Или что-то во мне так радуется просто потому, что я ослаблена из-за болезни? Ну, там, мозг отключается, организм перенаправляет все ресурсы только на выживание. Не знаю.
Не понимаю себя, не понимаю своих желаний, не понимаю своих чувств. Искренне запуталась.
Но вот сейчас, смотря на то, как Эмир надевает пальто, как смотрит на меня, как тяжело вздыхает, почему-то на сердце теплеет, а на лице появляется довольная улыбка. Пытаюсь сдержать ее, но не могу.
– Снежан, мы ведь все с тобой обсудили, – не застегиваясь, Эмир подходит ко мне и берет за плечи.
Даже сквозь теплое синтипоновое одеяло, чувствую его хватку.

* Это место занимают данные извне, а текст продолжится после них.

//! Index mapping definitions
//!
//! Mappings are read in the engine's own `_mapping` format and flattened into a
//! dotted path -> declared type table that the field resolver searches.

use super::field_type::FieldType;
use crate::error::DslError;
use crate::Result;
use serde::{Deserialize, Serialize};
use serde_json::Value;
use std::collections::BTreeMap;
use std::ops::Bound;

/// Field mapping as declared in an index mapping
#[derive(Clone, Debug, Default, PartialEq, Serialize, Deserialize)]
pub struct FieldMapping {
    /// Declared type, absent for plain objects
    #[serde(rename = "type", default, skip_serializing_if = "Option::is_none")]
    pub field_type: Option<FieldType>,

    /// Sub-properties (for object and nested types)
    #[serde(default, skip_serializing_if = "Option::is_none")]
    pub properties: Option<BTreeMap<String, FieldMapping>>,

    /// Multi-fields, e.g. a `keyword` sibling of a `text` field
    #[serde(default, skip_serializing_if = "Option::is_none")]
    pub fields: Option<BTreeMap<String, FieldMapping>>,
}

impl FieldMapping {
    /// Create a new field mapping with the given type
    pub fn new(field_type: FieldType) -> Self {
        Self {
            field_type: Some(field_type),
            ..Default::default()
        }
    }

    /// Create a text field mapping
    pub fn text() -> Self {
        Self::new(FieldType::Text)
    }

    /// Create a keyword field mapping
    pub fn keyword() -> Self {
        Self::new(FieldType::Keyword)
    }

    /// Create a text field with a `keyword` multi-field, the engine's dynamic default for strings
    pub fn text_with_keyword() -> Self {
        Self::text().with_subfield("keyword", Self::keyword())
    }

    /// Add a multi-field
    pub fn with_subfield(mut self, name: impl Into<String>, mapping: FieldMapping) -> Self {
        self.fields
            .get_or_insert_with(BTreeMap::new)
            .insert(name.into(), mapping);
        self
    }

    /// Add a sub-property (for object types)
    pub fn with_property(mut self, name: impl Into<String>, mapping: FieldMapping) -> Self {
        self.properties
            .get_or_insert_with(BTreeMap::new)
            .insert(name.into(), mapping);
        self
    }

    /// Effective type, plain objects have no declared type
    pub fn effective_type(&self) -> FieldType {
        self.field_type.clone().unwrap_or(FieldType::Object)
    }
}

/// Index mapping (schema) definition
#[derive(Clone, Debug, Default, PartialEq, Serialize, Deserialize)]
pub struct IndexMapping {
    /// Field mappings
    #[serde(default)]
    pub properties: BTreeMap<String, FieldMapping>,
}

impl IndexMapping {
    /// Create a new empty mapping
    pub fn new() -> Self {
        Self::default()
    }

    /// Add a field mapping
    pub fn field(mut self, name: impl Into<String>, mapping: FieldMapping) -> Self {
        self.properties.insert(name.into(), mapping);
        self
    }

    /// Parse the body of an index's `mappings` section
    pub fn from_value(value: &Value) -> Result<Self> {
        Ok(serde_json::from_value(value.clone())?)
    }

    /// Parse a `GET <index>/_mapping` response for the given index
    ///
    /// Accepts `{index: {mappings: {...}}}`, `{mappings: {...}}` or a bare
    /// `{properties: {...}}` body.
    pub fn from_response(index: &str, response: &Value) -> Result<Self> {
        let body = response
            .get(index)
            .and_then(|v| v.get("mappings"))
            .or_else(|| response.get("mappings"))
            .unwrap_or(response);

        if !body.is_object() {
            return Err(DslError::MappingLookup {
                index: index.to_string(),
                reason: "mapping body must be a JSON object".to_string(),
            });
        }

        Self::from_value(body)
    }

    /// Flatten into a dotted path -> type table
    pub fn flatten(&self) -> FieldMap {
        let mut map = FieldMap::new();
        Self::collect(&self.properties, "", &mut map);
        map
    }

    fn collect(props: &BTreeMap<String, FieldMapping>, prefix: &str, map: &mut FieldMap) {
        for (name, mapping) in props {
            let full_name = if prefix.is_empty() {
                name.clone()
            } else {
                format!("{}.{}", prefix, name)
            };

            map.insert(full_name.clone(), mapping.effective_type());

            if let Some(ref nested_props) = mapping.properties {
                Self::collect(nested_props, &full_name, map);
            }
            if let Some(ref multi_fields) = mapping.fields {
                Self::collect(multi_fields, &full_name, map);
            }
        }
    }
}

/// Flattened dotted field path -> declared type table for one index
///
/// Paths are kept sorted so lookups by prefix are deterministic.
#[derive(Clone, Debug, Default, PartialEq, Serialize, Deserialize)]
pub struct FieldMap {
    fields: BTreeMap<String, FieldType>,
}

impl FieldMap {
    /// Create an empty field map
    pub fn new() -> Self {
        Self::default()
    }

    /// Build from `(path, declared type)` pairs
    pub fn from_pairs<I, K, V>(pairs: I) -> Self
    where
        I: IntoIterator<Item = (K, V)>,
        K: Into<String>,
        V: AsRef<str>,
    {
        let fields = pairs
            .into_iter()
            .map(|(path, ty)| (path.into(), FieldType::from_declared(ty.as_ref())))
            .collect();
        Self { fields }
    }

    /// Insert or replace a path
    pub fn insert(&mut self, path: impl Into<String>, field_type: FieldType) {
        self.fields.insert(path.into(), field_type);
    }

    /// Declared type of an exact path
    pub fn declared_type(&self, path: &str) -> Option<&FieldType> {
        self.fields.get(path)
    }

    /// First path at or below `name` that can serve exact match, sort and aggregation
    pub fn find_indexable(&self, name: &str) -> Option<&str> {
        self.fields
            .range::<str, _>((Bound::Included(name), Bound::Unbounded))
            .take_while(|(path, _)| path.starts_with(name))
            .find(|(path, ty)| is_at_or_below(path, name) && ty.is_indexable())
            .map(|(path, _)| path.as_str())
    }

    /// Paths equal to `name` or nested below it, in sorted order
    pub fn paths_under<'a>(
        &'a self,
        name: &'a str,
    ) -> impl Iterator<Item = (&'a str, &'a FieldType)> + 'a {
        self.fields
            .range::<str, _>((Bound::Included(name), Bound::Unbounded))
            .take_while(move |(path, _)| path.starts_with(name))
            .filter(move |(path, _)| is_at_or_below(path, name))
            .map(|(path, ty)| (path.as_str(), ty))
    }

    /// Check if a path exists
    pub fn has_field(&self, path: &str) -> bool {
        self.fields.contains_key(path)
    }

    pub fn len(&self) -> usize {
        self.fields.len()
    }

    pub fn is_empty(&self) -> bool {
        self.fields.is_empty()
    }

    /// Iterate over all `(path, type)` pairs in sorted order
    pub fn iter(&self) -> impl Iterator<Item = (&str, &FieldType)> {
        self.fields.iter().map(|(path, ty)| (path.as_str(), ty))
    }
}

fn is_at_or_below(path: &str, name: &str) -> bool {
    path.len() == name.len() || path.as_bytes().get(name.len()) == Some(&b'.')
}

impl From<&IndexMapping> for FieldMap {
    fn from(mapping: &IndexMapping) -> Self {
        mapping.flatten()
    }
}
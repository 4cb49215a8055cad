//! Aggregation compiler registry
//!
//! Maps an aggregation type tag to the function that compiles it. The
//! built-in set is registered at construction; hosts add their own types with
//! [`AggregationRegistry::register`]. Types registered as metrics are leaves
//! and may not carry sub-aggregations.

use super::compiler::AggregationCompiler;
use super::descriptor::AggregationDescriptor;
use crate::Result;
use serde_json::Value;
use std::collections::{HashMap, HashSet};
use std::fmt;
use std::sync::Arc;

/// Compiles one descriptor to its aggregation body, without `aggs`
pub type AggregationFn =
    Arc<dyn Fn(&AggregationCompiler<'_>, &AggregationDescriptor) -> Result<Value> + Send + Sync>;

/// Single-field metrics sharing one builder
pub const SIMPLE_METRICS: &[&str] = &[
    "avg",
    "sum",
    "min",
    "max",
    "cardinality",
    "stats",
    "extended_stats",
    "value_count",
    "percentiles",
    "percentile_ranks",
    "median_absolute_deviation",
    "string_stats",
];

#[derive(Clone, Default)]
pub struct AggregationRegistry {
    compilers: HashMap<String, AggregationFn>,
    metrics: HashSet<String>,
}

impl AggregationRegistry {
    /// Registry with no types
    pub fn empty() -> Self {
        Self::default()
    }

    /// Registry with every built-in type
    pub fn new() -> Self {
        let mut registry = Self::empty();

        for metric in SIMPLE_METRICS {
            registry.register_metric(*metric, |c, d| c.compile_simple_metric(d));
        }
        registry.register_metric("count", |c, d| c.compile_count(d));
        registry.register_metric("top_hits", |c, d| c.compile_top_hits(d));

        registry.register("terms", |c, d| c.compile_terms(d));
        registry.register("date_histogram", |c, d| c.compile_date_histogram(d));
        registry.register("histogram", |c, d| c.compile_histogram(d));
        registry.register("filter", |c, d| c.compile_filter(d));
        registry.register("nested", |c, d| c.compile_nested(d));
        registry.register("reverse_nested", |c, d| c.compile_reverse_nested(d));
        registry.register("composite", |c, d| c.compile_composite(d));
        registry.register("range", |c, d| c.compile_range(d));
        registry.register("date_range", |c, d| c.compile_range(d));
        registry.register("missing", |c, d| c.compile_missing(d));
        registry.register("raw", |c, d| c.compile_raw(d));

        registry
    }

    /// Register a bucket aggregation type, replacing any previous compiler
    pub fn register<F>(&mut self, agg_type: impl Into<String>, compiler: F)
    where
        F: Fn(&AggregationCompiler<'_>, &AggregationDescriptor) -> Result<Value>
            + Send
            + Sync
            + 'static,
    {
        let agg_type = agg_type.into();
        self.metrics.remove(&agg_type);
        self.compilers.insert(agg_type, Arc::new(compiler));
    }

    /// Register a metric aggregation type
    pub fn register_metric<F>(&mut self, agg_type: impl Into<String>, compiler: F)
    where
        F: Fn(&AggregationCompiler<'_>, &AggregationDescriptor) -> Result<Value>
            + Send
            + Sync
            + 'static,
    {
        let agg_type = agg_type.into();
        self.metrics.insert(agg_type.clone());
        self.compilers.insert(agg_type, Arc::new(compiler));
    }

    pub fn get(&self, agg_type: &str) -> Option<&AggregationFn> {
        self.compilers.get(agg_type)
    }

    pub fn contains(&self, agg_type: &str) -> bool {
        self.compilers.contains_key(agg_type)
    }

    pub fn is_metric(&self, agg_type: &str) -> bool {
        self.metrics.contains(agg_type)
    }

    /// Registered type tags, sorted
    pub fn types(&self) -> Vec<&str> {
        let mut types: Vec<&str> = self.compilers.keys().map(String::as_str).collect();
        types.sort_unstable();
        types
    }
}

impl fmt::Debug for AggregationRegistry {
    fn fmt(&self, f: &mut fmt::Formatter<'_>) -> fmt::Result {
        f.debug_struct("AggregationRegistry")
            .field("types", &self.types())
            .finish()
    }
}
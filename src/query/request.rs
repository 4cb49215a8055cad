//! Search request assembly
//!
//! Compiles a full query-builder descriptor set into one request body:
//! `query`, `post_filter`, `aggs`, `sort`, `highlight`, `from`, `size` and
//! `_source`.

use crate::aggregation::{AggregationCompiler, AggregationDescriptor, AggregationRegistry, DistinctSpec};
use crate::config::CompilerSettings;
use crate::error::DslError;
use crate::query::clause::ClauseCompiler;
use crate::query::compiled::{BoolGroup, CompiledQuery};
use crate::query::descriptor::{AdHocSort, ClauseDescriptor, HighlightRequest, OrderSpec};
use crate::query::order::OrderCompiler;
use crate::query::resolver::FieldResolver;
use crate::Result;
use serde::{Deserialize, Serialize, Serializer};
use serde_json::{Map, Value};
use std::collections::HashMap;
use tracing::debug;

/// Everything the query builder collected for one search
#[derive(Clone, Debug, Default, PartialEq, Serialize, Deserialize)]
#[serde(default)]
pub struct SearchDescriptor {
    pub wheres: Vec<ClauseDescriptor>,
    /// Non-scoring clauses, compiled into the query's `filter` group
    pub filters: Vec<ClauseDescriptor>,
    /// Applied after aggregations
    pub post_filters: Vec<ClauseDescriptor>,
    pub orders: Vec<OrderSpec>,
    pub sorts: Vec<AdHocSort>,
    pub highlight: Option<HighlightRequest>,
    pub aggregations: Vec<AggregationDescriptor>,
    pub distinct: Option<DistinctSpec>,
    pub offset: Option<usize>,
    pub limit: Option<usize>,
    pub source: Option<Vec<String>>,
    /// Logical -> concrete field names for this search only
    pub field_overrides: HashMap<String, String>,
}

impl SearchDescriptor {
    pub fn new() -> Self {
        Self::default()
    }

    pub fn where_clause(mut self, clause: ClauseDescriptor) -> Self {
        self.wheres.push(clause);
        self
    }

    pub fn filter(mut self, clause: ClauseDescriptor) -> Self {
        self.filters.push(clause);
        self
    }

    pub fn post_filter(mut self, clause: ClauseDescriptor) -> Self {
        self.post_filters.push(clause);
        self
    }

    pub fn order_by(mut self, order: OrderSpec) -> Self {
        self.orders.push(order);
        self
    }

    pub fn sort(mut self, sort: AdHocSort) -> Self {
        self.sorts.push(sort);
        self
    }

    pub fn highlight(mut self, highlight: HighlightRequest) -> Self {
        self.highlight = Some(highlight);
        self
    }

    pub fn aggregate(mut self, aggregation: AggregationDescriptor) -> Self {
        self.aggregations.push(aggregation);
        self
    }

    pub fn distinct(mut self, distinct: DistinctSpec) -> Self {
        self.distinct = Some(distinct);
        self
    }

    pub fn offset(mut self, offset: usize) -> Self {
        self.offset = Some(offset);
        self
    }

    pub fn limit(mut self, limit: usize) -> Self {
        self.limit = Some(limit);
        self
    }

    /// Restrict returned `_source` fields
    pub fn select<I, S>(mut self, fields: I) -> Self
    where
        I: IntoIterator<Item = S>,
        S: Into<String>,
    {
        self.source = Some(fields.into_iter().map(Into::into).collect());
        self
    }

    pub fn override_field(mut self, logical: impl Into<String>, concrete: impl Into<String>) -> Self {
        self.field_overrides.insert(logical.into(), concrete.into());
        self
    }
}

/// Compiled search request
#[derive(Clone, Debug, PartialEq)]
pub struct CompiledRequest {
    pub query: CompiledQuery,
    pub post_filter: Option<CompiledQuery>,
    pub aggs: Map<String, Value>,
    pub sort: Vec<Value>,
    pub highlight: Option<Value>,
    pub from: Option<usize>,
    pub size: Option<usize>,
    pub source: Option<Vec<String>>,
}

impl CompiledRequest {
    /// Request body; empty sections are omitted
    pub fn to_body(&self) -> Value {
        let mut body = Map::new();
        body.insert("query".to_string(), self.query.to_value());
        if let Some(post_filter) = &self.post_filter {
            body.insert("post_filter".to_string(), post_filter.to_value());
        }
        if !self.aggs.is_empty() {
            body.insert("aggs".to_string(), Value::Object(self.aggs.clone()));
        }
        if !self.sort.is_empty() {
            body.insert("sort".to_string(), Value::Array(self.sort.clone()));
        }
        if let Some(highlight) = &self.highlight {
            body.insert("highlight".to_string(), highlight.clone());
        }
        if let Some(from) = self.from {
            body.insert("from".to_string(), Value::from(from));
        }
        if let Some(size) = self.size {
            body.insert("size".to_string(), Value::from(size));
        }
        if let Some(source) = &self.source {
            body.insert("_source".to_string(), Value::from(source.clone()));
        }
        Value::Object(body)
    }
}

impl Serialize for CompiledRequest {
    fn serialize<S: Serializer>(&self, serializer: S) -> std::result::Result<S::Ok, S::Error> {
        self.to_body().serialize(serializer)
    }
}

/// Assembles search requests from the clause, order and aggregation compilers
pub struct RequestCompiler<'a> {
    resolver: &'a FieldResolver,
    settings: &'a CompilerSettings,
    registry: &'a AggregationRegistry,
}

impl<'a> RequestCompiler<'a> {
    pub fn new(
        resolver: &'a FieldResolver,
        settings: &'a CompilerSettings,
        registry: &'a AggregationRegistry,
    ) -> Self {
        Self {
            resolver,
            settings,
            registry,
        }
    }

    pub fn compile(&self, search: &SearchDescriptor) -> Result<CompiledRequest> {
        let resolver = self.resolver.for_query(search.field_overrides.clone());
        let clauses = ClauseCompiler::new(&resolver, self.settings);
        let orders = OrderCompiler::new(&resolver, self.settings);
        let aggregations = AggregationCompiler::new(&resolver, self.settings, self.registry);

        let query = clauses.compile(&search.wheres)?;
        let query = if search.filters.is_empty() {
            query
        } else {
            let filter = clauses.compile(&search.filters)?;
            let must = if query.is_match_all() {
                Vec::new()
            } else {
                vec![query.into_value()]
            };
            CompiledQuery::Bool(BoolGroup {
                must,
                filter: vec![filter.into_value()],
                ..BoolGroup::default()
            })
        };

        let post_filter = if search.post_filters.is_empty() {
            None
        } else {
            Some(clauses.compile(&search.post_filters)?)
        };

        let mut aggs = aggregations.compile(&search.aggregations)?;
        if let Some(distinct) = &search.distinct {
            for (key, level) in aggregations.compile_distinct(distinct)? {
                if aggs.contains_key(&key) {
                    return Err(DslError::InvalidDescriptor(format!(
                        "distinct field '{}' collides with an aggregation key",
                        key
                    )));
                }
                aggs.insert(key, level);
            }
        }

        let sort = orders.merge_sorts(orders.compile_orders(&search.orders)?, &search.sorts)?;
        let highlight = search
            .highlight
            .as_ref()
            .map(|request| orders.compile_highlight(request));

        // distinct results live in the buckets, not the hits
        let (from, size) = if search.distinct.is_some() {
            (None, Some(0))
        } else {
            (search.offset, search.limit)
        };

        debug!(
            index = resolver.index(),
            wheres = search.wheres.len(),
            aggregations = aggs.len(),
            "compiled search request"
        );

        Ok(CompiledRequest {
            query,
            post_filter,
            aggs,
            sort,
            highlight,
            from,
            size,
            source: search.source.clone(),
        })
    }
}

– Ты посмотри, у тебя до сих пор температура. И довольно высокая. Ты кутаешься в одеяло, не можешь из него носа высунуть. Вот куда ты собралась? Легче? Тебе не легче. То, что ты встала героически, не значит, что все в норме, – недовольно ворчит на меня, а мне снова становится приятно.
Ну точно сошла с ума.
– Но ты ведь… это… Эмир, мне неудобно. У тебя своей работы полно. Зачем? – тихо скулю, надеюсь, что проникнется и перестанет творить эту ерунду.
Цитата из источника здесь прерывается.